Isabelle Huppert ist eine der besten Schauspielerinnen überhaupt. Dabei zieht es sie immer wieder zu gebrochenen, kranken Figuren, nicht nur in der Arbeit mit Michael Haneke. Als verwitwete Klavierlehrerin Greta im gleichnamigen englischsprachigen Film von Neil Jordan kann sie erneut grandios aufspielen, vom Subtilen bis zum Extremen.


Zunächst gibt sie die einsame französische Dame von nebenan. Dankbar lädt sie Frances, die junge Protagonistin des Films, in ihre New Yorker Hinterhof-Wohnung ein, als die ihr die verlorene Handtasche bringt. Die beiden Außenseiter freunden sich an. Greta wird für Frances zum Ersatz für ihre verstorbene Mutter. Was als Geschichte einer unwahrscheinlichen Freundschaft anfängt, biegt sehr schnell ins bedrohliche Thriller-Genre ab.

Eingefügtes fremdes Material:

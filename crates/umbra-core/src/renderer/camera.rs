// Copyright 2025 eraflo
//
// Licensed under the Apache License, Version 2.0 (the "License");
// you may not use this file except in compliance with the License.
// You may obtain a copy of the License at
//
//     http://www.apache.org/licenses/LICENSE-2.0
//
// Unless required by applicable law or agreed to in writing, software
// distributed under the License is distributed on an "AS IS" BASIS,
// WITHOUT WARRANTIES OR CONDITIONS OF ANY KIND, either express or implied.
// See the License for the specific language governing permissions and
// limitations under the License.

//! The camera context shared by every pass of a frame.

use crate::math::{Extent2D, Mat4, Vec2, Vec3, Vec4};

/// View and projection of the camera rendering the frame, plus its viewport.
#[derive(Debug, Clone, Copy, PartialEq)]
pub struct Camera {
    /// World-to-view transform. View space looks down +Z.
    pub view: Mat4,
    /// View-to-clip transform with a `[0, 1]` depth range.
    pub projection: Mat4,
    /// The viewport size in pixels, read once per frame.
    pub viewport: Extent2D,
}

impl Camera {
    /// Creates a perspective camera at `eye` looking along `direction`.
    ///
    /// The aspect ratio is taken from `viewport`. Returns `None` when the
    /// view or projection is degenerate.
    pub fn perspective(
        eye: Vec3,
        direction: Vec3,
        up: Vec3,
        fov_y_radians: f32,
        z_near: f32,
        z_far: f32,
        viewport: Extent2D,
    ) -> Option<Self> {
        let view = Mat4::look_to_lh(eye, direction, up)?;
        let projection =
            Mat4::perspective_lh_zo(fov_y_radians, viewport.aspect_ratio(), z_near, z_far)?;
        Some(Self {
            view,
            projection,
            viewport,
        })
    }

    /// Returns the inverse projection, used to reconstruct view-space positions.
    pub fn inverse_projection(&self) -> Option<Mat4> {
        self.projection.inverse()
    }

    /// Returns the view-projection matrix.
    pub fn view_projection(&self) -> Mat4 {
        self.projection * self.view
    }
}

/// Reconstructs a view-space position from an NDC coordinate and a view-space depth.
///
/// The NDC point is unprojected onto the far plane to get a ray through the
/// camera origin, which is then scaled so its `z` equals `view_z`.
///
/// # Examples
///
/// ```
/// use umbra_core::math::{Mat4, Vec2, FRAC_PI_2};
/// use umbra_core::renderer::camera::reconstruct_view_position;
/// let proj = Mat4::perspective_lh_zo(FRAC_PI_2, 1.0, 0.1, 100.0).unwrap();
/// let p = reconstruct_view_position(Vec2::new(1.0, 0.0), 5.0, &proj.inverse().unwrap());
/// assert!((p.x - 5.0).abs() < 1e-3 && (p.z - 5.0).abs() < 1e-4);
/// ```
pub fn reconstruct_view_position(ndc: Vec2, view_z: f32, inverse_projection: &Mat4) -> Vec3 {
    let far = *inverse_projection * Vec4::new(ndc.x, ndc.y, 1.0, 1.0);
    let ray = far.truncate() / far.w;
    if ray.z.abs() <= f32::EPSILON {
        return Vec3::new(0.0, 0.0, view_z);
    }
    ray * (view_z / ray.z)
}

#[cfg(test)]
mod tests {
    use super::*;
    use crate::math::{degrees_to_radians, FRAC_PI_2};
    use crate::renderer::api::pixel_to_ndc;
    use approx::assert_relative_eq;

    #[test]
    fn reconstruction_inverts_projection() {
        let camera = Camera::perspective(
            Vec3::ZERO,
            Vec3::Z,
            Vec3::Y,
            degrees_to_radians(70.0),
            0.1,
            200.0,
            Extent2D::new(80, 60),
        )
        .unwrap();
        let inv = camera.inverse_projection().unwrap();

        let p_view = Vec3::new(-1.3, 0.7, 6.0);
        let clip = camera.projection * p_view.extend(1.0);
        let ndc = Vec2::new(clip.x / clip.w, clip.y / clip.w);
        let q = reconstruct_view_position(ndc, p_view.z, &inv);
        assert_relative_eq!(q.x, p_view.x, epsilon = 1e-4);
        assert_relative_eq!(q.y, p_view.y, epsilon = 1e-4);
        assert_relative_eq!(q.z, p_view.z, epsilon = 1e-4);
    }

    #[test]
    fn pixel_rays_span_the_frustum() {
        let extent = Extent2D::new(64, 64);
        let camera =
            Camera::perspective(Vec3::ZERO, Vec3::Z, Vec3::Y, FRAC_PI_2, 0.1, 100.0, extent)
                .unwrap();
        let inv = camera.inverse_projection().unwrap();
        // With a 90 degree field of view, x/z spans (-1, 1) across the image.
        let left = reconstruct_view_position(pixel_to_ndc([0, 32], extent), 1.0, &inv);
        let right = reconstruct_view_position(pixel_to_ndc([63, 32], extent), 1.0, &inv);
        assert!(left.x < -0.95 && right.x > 0.95);
        assert_relative_eq!(left.x, -right.x, epsilon = 1e-5);
    }

    #[test]
    fn degenerate_camera_is_rejected() {
        let camera = Camera::perspective(
            Vec3::ZERO,
            Vec3::ZERO,
            Vec3::Y,
            FRAC_PI_2,
            0.1,
            100.0,
            Extent2D::new(8, 8),
        );
        assert!(camera.is_none());
    }
}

Gretas Nachname birgt bereits einen Hinweis: Hideg bedeutet kalt – auf Ungarisch. Die falsche Französin Greta wird immer anhänglicher, und Frances versucht immer deutlicher, sich von ihr zu lösen. Bald befinden wir uns mitten in einem Stalking-Fall. Greta steht beobachtend auf der anderen Straßenseite vor Frances Arbeitsplatz, bombardiert sie mit Anrufen und schickt ihr Blumen. Was bei einem männlichen Stalker ein klischeehafter #-MeToo-Problem-Thriller wäre, kann hier immerhin durch die beiden Frauenfiguren seine eigene Spannung entfalten. Huppert hat das Genre zuletzt, unter anderen Vorzeichen, in Paul Verhoevens „Elle“ bearbeitet.


Hier kann sie nun ihre diabolische Seite noch extremer zur Geltung bringen. Ähnlich wie die Filme Verhoevens balanciert „Greta“ auf dem Grat zwischen dem ironischen „Camp“-Faktor eines B-Movie-Thrillers und leider unzureichend ausgestalteter ernsthafter Psychologie. Das funktioniert selbst dann noch leidlich, als die Geschichte von Frances und Greta im letzten vorhersehbaren Drittel des Films mit unnötigen Wendungen gänzlich eskaliert.


Zu verdanken ist das neben der selbstbewussten Chloë Grace Moretz natürlich Isabelle Huppert, die selbst diese schräge Figur realistisch mit Leben erfüllt.